Wax produced by woolly aphids
Wax produced by woolly aphids
Woolly aphids on Bramley apple tree
Woolly aphids on Bramley apple tree
Woolly aphids on apple tree
Woolly aphids on apple tree
Damage to branches caused by woolly aphids [Credit: ©entomart]
Damage to branches caused by woolly aphids [Credit: ©entomart]

Host Plants:

In the garden: Cotoneaster, pyracantha and ornamental species of Malus
On Crops: Apple trees

Where Found:

Throughout UK and Europe (temperate regions only)


Woolly aphids are easily recognized by the mass of white woolly wax that they produce. They are brown or greyish-purple in colour, although this is usually masked by the wax. The woolly mass will often be seen on the spurs or branches that have been pruned as well as within cracks in the bark.
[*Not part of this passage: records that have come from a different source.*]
// SPDX-License-Identifier: Apache-2.0
// © James Ross Ω FLYING•ROBOTS <https://github.com/flyingrobots>
//! Graph record types: nodes and edges.

use crate::edge::{EdgeKind, EdgeTag};
use crate::ident::{EdgeId, HostHandle, NodeId, TypeTag};
use crate::literal::{Attributes, Literal};

/// Materialised record for a single node stored in the graph.
///
/// Invariants
/// - The node identifier is not embedded here; the graph supplies it.
/// - Names are not stored on the record: a node's name is the name carried by
///   its parent Composition edge, or `label` (falling back to a root id) when
///   the node has no parent.
#[derive(Clone, Debug, PartialEq)]
pub struct NodeRecord {
    /// Declared type tag.
    pub ty: TypeTag,
    /// Name used while the node is a root.
    pub label: Option<String>,
    /// Opaque handle to a host-level object.
    pub handle: Option<HostHandle>,
    /// Literal attributes.
    pub attrs: Attributes,
    /// Hide this node's ancestors when composing full names below it.
    pub no_include_parents_in_full_name: bool,
}

impl NodeRecord {
    /// Creates a detached record with the given type tag and no attributes.
    pub fn new(ty: impl Into<TypeTag>) -> Self {
        Self {
            ty: ty.into(),
            label: None,
            handle: None,
            attrs: Attributes::new(),
            no_include_parents_in_full_name: false,
        }
    }

    /// Sets the root label. Labels of live roots are expected to be
    /// distinct; full-name lookup cannot tell two equally labelled roots apart.
    pub fn with_label(mut self, label: impl Into<String>) -> Self {
        self.label = Some(label.into());
        self
    }

    /// Sets the host handle.
    pub fn with_handle(mut self, handle: HostHandle) -> Self {
        self.handle = Some(handle);
        self
    }

    /// Adds one attribute.
    pub fn with_attr(mut self, key: impl Into<String>, value: impl Into<Literal>) -> Self {
        self.attrs.insert(key.into(), value.into());
        self
    }

    /// Returns an attribute value.
    #[must_use]
    pub fn attr(&self, key: &str) -> Option<&Literal> {
        self.attrs.get(key)
    }
}

/// Materialised record for a single edge stored in the graph.
///
/// Invariants
/// - `from` and `to` reference live nodes of the same graph.
/// - For Composition edges `from` is the parent and `to` the child; a node is
///   the `to` end of at most one Composition edge.
/// - `seq` grows monotonically with insertion and fixes iteration order.
#[derive(Clone, Debug)]
pub struct EdgeRecord {
    /// Stable identifier for the edge.
    pub id: EdgeId,
    /// Source endpoint.
    pub from: NodeId,
    /// Destination endpoint.
    pub to: NodeId,
    /// Kind discriminant and kind-specific payload.
    pub kind: EdgeKind,
    pub(crate) seq: u64,
}

impl EdgeRecord {
    /// Kind discriminant without payload.
    #[must_use]
    pub fn tag(&self) -> EdgeTag {
        self.kind.tag()
    }

    /// Endpoint opposite to `node`, or `None` if `node` is not an endpoint.
    #[must_use]
    pub fn other(&self, node: NodeId) -> Option<NodeId> {
        if self.from == node {
            Some(self.to)
        } else if self.to == node {
            Some(self.from)
        } else {
            None
        }
    }

    /// Returns `true` if `node` is either endpoint.
    #[must_use]
    pub fn touches(&self, node: NodeId) -> bool {
        self.from == node || self.to == node
    }
}
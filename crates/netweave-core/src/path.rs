// SPDX-License-Identifier: Apache-2.0
// © James Ross Ω FLYING•ROBOTS <https://github.com/flyingrobots>
//! Immutable routes produced by traversals.

use std::fmt;

use crate::graph::Remap;
use crate::ident::{EdgeId, NodeId};

/// One step of a path: the node reached and the edge used to reach it.
///
/// The first step of every path has no edge.
#[derive(Clone, Copy, PartialEq, Eq, Hash, Debug)]
pub struct Step {
    /// Node reached by this step.
    pub node: NodeId,
    /// Edge traversed to reach `node`; `None` for the starting step.
    pub edge: Option<EdgeId>,
}

/// The last two steps of a path, giving filters one step of context.
#[derive(Clone, Copy, PartialEq, Eq, Hash, Debug)]
pub struct Triangle {
    /// Step before the current one.
    pub previous: Step,
    /// Node reached by the last edge.
    pub current: NodeId,
    /// Last edge of the path.
    pub edge: EdgeId,
}

/// Ordered, immutable sequence of steps.
///
/// Paths hold handles only, never nodes, so keeping a path around does not
/// extend the lifetime of anything it mentions.
#[derive(Clone, PartialEq, Eq, Hash)]
pub struct Path {
    steps: Vec<Step>,
}

impl Path {
    /// Path consisting of a single starting node.
    #[must_use]
    pub fn new(start: NodeId) -> Self {
        Self {
            steps: vec![Step {
                node: start,
                edge: None,
            }],
        }
    }

    /// Returns a new path extended by one step.
    #[must_use]
    pub fn extended(&self, edge: EdgeId, node: NodeId) -> Self {
        let mut steps = Vec::with_capacity(self.steps.len() + 1);
        steps.extend_from_slice(&self.steps);
        steps.push(Step {
            node,
            edge: Some(edge),
        });
        Self { steps }
    }

    /// Steps in order.
    #[must_use]
    pub fn steps(&self) -> &[Step] {
        &self.steps
    }

    /// Number of nodes on the path.
    #[must_use]
    pub fn len(&self) -> usize {
        self.steps.len()
    }

    /// Paths always contain their start; provided for API symmetry.
    #[must_use]
    pub fn is_empty(&self) -> bool {
        self.steps.is_empty()
    }

    /// Starting node.
    #[must_use]
    pub fn first(&self) -> NodeId {
        self.steps[0].node
    }

    /// Last node reached.
    #[must_use]
    pub fn last(&self) -> NodeId {
        self.steps[self.steps.len() - 1].node
    }

    /// Nodes in order.
    pub fn nodes(&self) -> impl Iterator<Item = NodeId> + '_ {
        self.steps.iter().map(|s| s.node)
    }

    /// Edges in order.
    pub fn edges(&self) -> impl Iterator<Item = EdgeId> + '_ {
        self.steps.iter().filter_map(|s| s.edge)
    }

    /// Membership test for a node.
    #[must_use]
    pub fn contains(&self, node: NodeId) -> bool {
        self.steps.iter().any(|s| s.node == node)
    }

    /// Membership test for an edge.
    #[must_use]
    pub fn contains_edge(&self, edge: EdgeId) -> bool {
        self.steps.iter().any(|s| s.edge == Some(edge))
    }

    /// Position of `node` on the path.
    #[must_use]
    pub fn index_of(&self, node: NodeId) -> Option<usize> {
        self.steps.iter().position(|s| s.node == node)
    }

    /// Returns `true` if `prefix` is a prefix of this path.
    #[must_use]
    pub fn starts_with(&self, prefix: &Self) -> bool {
        self.steps.starts_with(&prefix.steps)
    }

    /// Last edge traversed, if the path has more than one node.
    #[must_use]
    pub fn last_edge(&self) -> Option<EdgeId> {
        self.steps.last().and_then(|s| s.edge)
    }

    /// Same route expressed in the handles of a copy.
    ///
    /// Steps whose node or edge was not copied keep their original handle.
    pub(crate) fn remapped(&self, remap: &Remap) -> Self {
        let steps = self
            .steps
            .iter()
            .map(|step| Step {
                node: remap.node(step.node).unwrap_or(step.node),
                edge: step.edge.map(|e| remap.edge(e).unwrap_or(e)),
            })
            .collect();
        Self { steps }
    }

    /// Last edge together with the step preceding it.
    #[must_use]
    pub fn last_triangle(&self) -> Option<Triangle> {
        let n = self.steps.len();
        if n < 2 {
            return None;
        }
        let current = self.steps[n - 1];
        Some(Triangle {
            previous: self.steps[n - 2],
            current: current.node,
            edge: current.edge?,
        })
    }
}

impl fmt::Debug for Path {
    fn fmt(&self, f: &mut fmt::Formatter<'_>) -> fmt::Result {
        write!(f, "Path(")?;
        for (i, step) in self.steps.iter().enumerate() {
            if i > 0 {
                write!(f, " -> ")?;
            }
            write!(f, "{}", step.node)?;
        }
        write!(f, ")")
    }
}
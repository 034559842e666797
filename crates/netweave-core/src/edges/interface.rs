// SPDX-License-Identifier: Apache-2.0
// © James Ross Ω FLYING•ROBOTS <https://github.com/flyingrobots>
//! InterfaceConnection edges and bus reachability.
use std::collections::VecDeque;

use rustc_hash::FxHashSet;
use tracing::{debug, trace};

use crate::edge::{ConnectionMode, EdgeKind, EdgeTag, FilterResult, LinkCondition};
use crate::error::GraphError;
use crate::graph::Graph;
use crate::ident::{EdgeId, NodeId};
use crate::path::Path;
use crate::record::EdgeRecord;

/// A node found on an interface bus together with the path that reached it.
#[derive(Clone, Debug, PartialEq, Eq)]
pub struct BusMember {
    /// Connected node.
    pub node: NodeId,
    /// Route from the queried node, including any hierarchy hops used to
    /// derive the connection.
    pub path: Path,
}

/// Result of [`Graph::bus`].
#[derive(Clone, Debug, Default, PartialEq, Eq)]
pub struct Bus {
    /// Connected nodes in discovery order, excluding the queried node.
    pub members: Vec<BusMember>,
    /// A condition returned [`FilterResult::FailUnrecoverable`]; `members`
    /// holds what was found before the search stopped.
    pub aborted: bool,
}

impl Bus {
    /// Connected node handles in discovery order.
    pub fn nodes(&self) -> impl Iterator<Item = NodeId> + '_ {
        self.members.iter().map(|m| m.node)
    }
}

impl Graph {
    /// Connects `a` and `b` with a deep, unconditional edge.
    ///
    /// # Errors
    /// - [`GraphError::SelfConnection`] if `a == b`.
    /// - [`GraphError::LinkExists`] if the pair is already connected.
    pub fn connect(&mut self, a: NodeId, b: NodeId) -> Result<EdgeId, GraphError> {
        self.connect_with(a, b, ConnectionMode::Deep, None)
    }

    /// Connects only `a` and `b` themselves; the connection does not carry
    /// over to their children.
    pub fn connect_shallow(&mut self, a: NodeId, b: NodeId) -> Result<EdgeId, GraphError> {
        self.connect_with(a, b, ConnectionMode::Shallow, None)
    }

    /// Connects `a` and `b` with an edge that is present only on paths
    /// accepted by `condition`.
    pub fn connect_conditional(
        &mut self,
        a: NodeId,
        b: NodeId,
        mode: ConnectionMode,
        condition: LinkCondition,
    ) -> Result<EdgeId, GraphError> {
        self.connect_with(a, b, mode, Some(condition))
    }

    /// Connects `a` and `b` because `path` was found to link them; the new
    /// edge inherits every condition recorded along `path`.
    pub fn connect_derived(&mut self, a: NodeId, b: NodeId, path: &Path) -> Result<EdgeId, GraphError> {
        let condition = LinkCondition::derived(self, path);
        self.connect_with(a, b, ConnectionMode::Deep, Some(condition))
    }

    fn connect_with(
        &mut self,
        a: NodeId,
        b: NodeId,
        mode: ConnectionMode,
        condition: Option<LinkCondition>,
    ) -> Result<EdgeId, GraphError> {
        self.check_node(a)?;
        self.check_node(b)?;
        if a == b {
            return Err(GraphError::SelfConnection(a));
        }
        if let Some(existing) = self.interface_edge_between(a, b) {
            return Err(GraphError::LinkExists {
                from: a,
                to: b,
                existing: existing.id,
            });
        }
        self.insert_edge(a, b, EdgeKind::InterfaceConnection { mode, condition })
    }

    /// Interface edges touching `node` in insertion order.
    pub fn interface_edges(&self, node: NodeId) -> impl Iterator<Item = &EdgeRecord> + '_ {
        self.incident(node)
            .filter(|e| e.tag() == EdgeTag::InterfaceConnection)
    }

    /// Interface edge joining `a` and `b` in either direction.
    #[must_use]
    pub fn interface_edge_between(&self, a: NodeId, b: NodeId) -> Option<&EdgeRecord> {
        self.interface_edges(a).find(|e| e.other(a) == Some(b))
    }

    /// Returns `true` if an interface edge joins `a` and `b`.
    #[must_use]
    pub fn is_directly_connected(&self, a: NodeId, b: NodeId) -> bool {
        self.interface_edge_between(a, b).is_some()
    }

    /// Nodes joined to `node` by a direct interface edge.
    #[must_use]
    pub fn direct_interfaces(&self, node: NodeId) -> Vec<NodeId> {
        self.interface_edges(node)
            .filter_map(|e| e.other(node))
            .collect()
    }

    /// Removes the interface edge joining `a` and `b`, if any.
    pub fn disconnect(&mut self, a: NodeId, b: NodeId) -> Result<Option<EdgeRecord>, GraphError> {
        self.check_node(a)?;
        match self.interface_edge_between(a, b).map(|e| e.id) {
            Some(edge) => self.remove_edge(edge).map(Some),
            None => Ok(None),
        }
    }

    /// Explores the bus `start` belongs to.
    ///
    /// Two sources of connectivity are combined breadth-first:
    /// - direct interface edges, whose conditions are evaluated against the
    ///   candidate path;
    /// - hierarchy propagation: when an ancestor `P` of the current node is
    ///   joined to `Q` by a deep edge, the node at the same relative path
    ///   below `Q` is connected too. Shallow edges never propagate.
    ///
    /// A recoverable filter failure rejects only that candidate; the node
    /// may still be reached another way.
    pub fn bus(&self, start: NodeId) -> Result<Bus, GraphError> {
        self.check_node(start)?;
        let mut bus = Bus::default();
        let mut visited = FxHashSet::default();
        visited.insert(start);
        let mut queue = VecDeque::from([Path::new(start)]);

        while let Some(path) = queue.pop_front() {
            let current = path.last();
            let mut candidates = Vec::new();

            for edge in self.interface_edges(current) {
                if let Some(other) = edge.other(current) {
                    candidates.push((edge, other, path.extended(edge.id, other)));
                }
            }

            let mut up = path.clone();
            let mut relative: Vec<&EdgeRecord> = Vec::new();
            let mut cursor = current;
            while let Some(parent_edge) = self.get_parent_edge(cursor) {
                relative.push(parent_edge);
                cursor = parent_edge.from;
                up = up.extended(parent_edge.id, cursor);
                for edge in self.interface_edges(cursor) {
                    if !matches!(
                        edge.kind,
                        EdgeKind::InterfaceConnection {
                            mode: ConnectionMode::Deep,
                            ..
                        }
                    ) {
                        continue;
                    }
                    let Some(peer) = edge.other(cursor) else {
                        continue;
                    };
                    if let Some((target, route)) =
                        self.descend_mirrored(peer, &relative, up.extended(edge.id, peer))
                    {
                        candidates.push((edge, target, route));
                    }
                }
            }

            for (edge, target, candidate) in candidates {
                if visited.contains(&target) {
                    continue;
                }
                let verdict = edge
                    .kind
                    .condition()
                    .map_or(FilterResult::Pass, |c| c.evaluate(self, &candidate));
                match verdict {
                    FilterResult::Pass => {
                        trace!(from = %current, to = %target, "bus member");
                        visited.insert(target);
                        bus.members.push(BusMember {
                            node: target,
                            path: candidate.clone(),
                        });
                        queue.push_back(candidate);
                    }
                    FilterResult::FailRecoverable => {}
                    FilterResult::FailUnrecoverable => {
                        debug!(%start, %target, "bus search aborted by condition");
                        bus.aborted = true;
                        return Ok(bus);
                    }
                }
            }
        }
        Ok(bus)
    }

    /// Walks down from `peer` along the names of `relative` (stored bottom-up)
    /// and extends `route` with each Composition hop.
    fn descend_mirrored(
        &self,
        peer: NodeId,
        relative: &[&EdgeRecord],
        mut route: Path,
    ) -> Option<(NodeId, Path)> {
        let mut node = peer;
        for hop in relative.iter().rev() {
            let name = hop.kind.identifier()?;
            let child_edge = self
                .outgoing(node)
                .find(|e| e.tag() == EdgeTag::Composition && e.kind.identifier() == Some(name))?;
            node = child_edge.to;
            route = route.extended(child_edge.id, node);
        }
        Some((node, route))
    }

    /// Every node on the bus of `start`, excluding `start`.
    pub fn connected_interfaces(&self, start: NodeId) -> Result<Vec<NodeId>, GraphError> {
        Ok(self.bus(start)?.nodes().collect())
    }

    /// Returns `true` if `b` is on the bus of `a`.
    pub fn are_connected(&self, a: NodeId, b: NodeId) -> Result<bool, GraphError> {
        Ok(a == b || self.bus(a)?.nodes().any(|n| n == b))
    }
}
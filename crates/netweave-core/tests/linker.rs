// SPDX-License-Identifier: Apache-2.0
// © James Ross Ω FLYING•ROBOTS <https://github.com/flyingrobots>

#![allow(missing_docs)]
#![allow(clippy::expect_used, clippy::unwrap_used)]
use netweave_core::{Attributes, ChildTarget, Graph, Linker, MakeChildDecl, TypeGraph};

#[test]
fn mutual_forward_references_close() {
    let mut tg = TypeGraph::new();
    let to_b = tg.add_type_reference("B");
    let to_a = tg.add_type_reference("A");
    assert_eq!(Linker::collect_unresolved_type_references(&tg), vec![to_b, to_a]);

    let a = tg.add_type("A").unwrap();
    let b = tg.add_type("B").unwrap();
    Linker::link_type_reference(&mut tg, to_b, b).unwrap();
    Linker::link_type_reference(&mut tg, to_a, a).unwrap();
    assert!(Linker::collect_unresolved_type_references(&tg).is_empty());
    assert_eq!(Linker::get_resolved_type(&tg, to_a), Some(a));
}

#[test]
fn forward_declared_children_instantiate_after_linking() {
    let mut tg = TypeGraph::new();
    let app = tg.add_type("App").unwrap();
    tg.add_make_child_deferred(app, "psu", "Power", None).unwrap();
    tg.add_make_child_with(
        app,
        MakeChildDecl::new("debug", ChildTarget::Deferred("DebugHeader".to_owned())).soft(),
    )
    .unwrap();
    let mut g = Graph::new();
    assert!(tg.instantiate(&mut g, "App", &Attributes::new()).is_err());

    let electrical = tg.add_type("Electrical").unwrap();
    let power = tg.add_type("Power").unwrap();
    tg.add_make_child(power, "hv", electrical).unwrap();

    let report = Linker::link_all(&mut tg).unwrap();
    assert_eq!(report.linked.len(), 1);
    assert_eq!(report.unresolved.len(), 1);
    assert_eq!(tg.resolve_child_path(app, &["psu", "hv"]), Some(electrical));

    let root = tg.instantiate(&mut g, "App", &Attributes::new()).unwrap();
    assert_eq!(
        g.full_name(g.descend(root, ["psu", "hv"]).unwrap()).unwrap(),
        format!("{}.psu.hv", g.root_id(root))
    );
    assert!(g.child_by_name(root, "debug").is_none());
}
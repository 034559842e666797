// SPDX-License-Identifier: Apache-2.0
// © James Ross Ω FLYING•ROBOTS <https://github.com/flyingrobots>
//! Source edges: provenance of a derived node.
use tracing::trace;

use crate::edge::{EdgeKind, EdgeTag};
use crate::error::GraphError;
use crate::graph::Graph;
use crate::ident::{EdgeId, NodeId};

impl Graph {
    /// Records that `subject` was derived from `origin`, replacing any
    /// previous source of `subject`.
    pub fn set_source(&mut self, subject: NodeId, origin: NodeId) -> Result<EdgeId, GraphError> {
        self.check_node(subject)?;
        self.check_node(origin)?;
        if let Some(previous) = self.source_edge(subject) {
            trace!(%subject, "source overwritten");
            self.remove_edge(previous)?;
        }
        self.insert_edge(subject, origin, EdgeKind::Source)
    }

    fn source_edge(&self, subject: NodeId) -> Option<EdgeId> {
        self.outgoing(subject)
            .find(|e| e.tag() == EdgeTag::Source)
            .map(|e| e.id)
    }

    /// Node `subject` was derived from.
    #[must_use]
    pub fn source_of(&self, subject: NodeId) -> Option<NodeId> {
        self.outgoing(subject)
            .find(|e| e.tag() == EdgeTag::Source)
            .map(|e| e.to)
    }

    /// Nodes derived from `origin`.
    #[must_use]
    pub fn sourced_from(&self, origin: NodeId) -> Vec<NodeId> {
        self.incoming(origin)
            .filter(|e| e.tag() == EdgeTag::Source)
            .map(|e| e.from)
            .collect()
    }

    /// Removes the source of `subject`, returning the former origin.
    pub fn clear_source(&mut self, subject: NodeId) -> Result<Option<NodeId>, GraphError> {
        self.check_node(subject)?;
        match self.source_edge(subject) {
            Some(edge) => Ok(Some(self.remove_edge(edge)?.to)),
            None => Ok(None),
        }
    }
}

#[cfg(test)]
mod tests {
    #![allow(clippy::expect_used)]
    use crate::{Graph, NodeRecord};

    #[test]
    fn source_is_overwritable() {
        let mut g = Graph::new();
        let derived = g.hold(NodeRecord::new("Parameter"));
        let first = g.hold(NodeRecord::new("Literal"));
        let second = g.hold(NodeRecord::new("Literal"));
        g.set_source(derived, first).expect("first");
        g.set_source(derived, second).expect("second");
        assert_eq!(g.source_of(derived), Some(second));
        assert!(g.sourced_from(first).is_empty());
        assert_eq!(g.edge_count(), 1);
        assert_eq!(g.clear_source(derived), Ok(Some(second)));
        assert_eq!(g.source_of(derived), None);
    }
}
Woolly aphid infestations cause galls to form. These can split to allow cankers and other diseases to develop within the tree.

Preventing Problems:

Check plants often for early outbreaks. Either squash the aphids or try and remove the developing colony with a stiff paint brush. Encourage beneficial insects including ladybirds, hoverflies, and lacewings, which are important aphid predators. Earwigs are also known to predate on woolly apple aphids.

Managing Outbreaks:

In small outbreaks, a high-pressure spray from the garden hose can help remove aphids from trees. Where aphid problems persist, as a last resort organic pyrethrum-based pesticides are available from garden centres. These need to be applied following the instructions on the label.


Ladybirds and their larvae are very effective predators of aphids and should be welcomed into your garden. Other predators such as hoverfly larvae and lacewings also provide effective natural ways of controlling aphids. Parasitic wasps will also help to control aphid infestations by injecting aphids with their eggs. The eggs hatch into maggots that eat the aphids from the inside out. Eventually the wasp maggots kill the aphids, turning them into 'mummies' before emerging from the mummified bodies as adult wasps. Ants will often farm aphids and collect the sugary honeydew that aphids produce. The ants protect aphids from predators and can move them to new plants to establish new aphid colonies.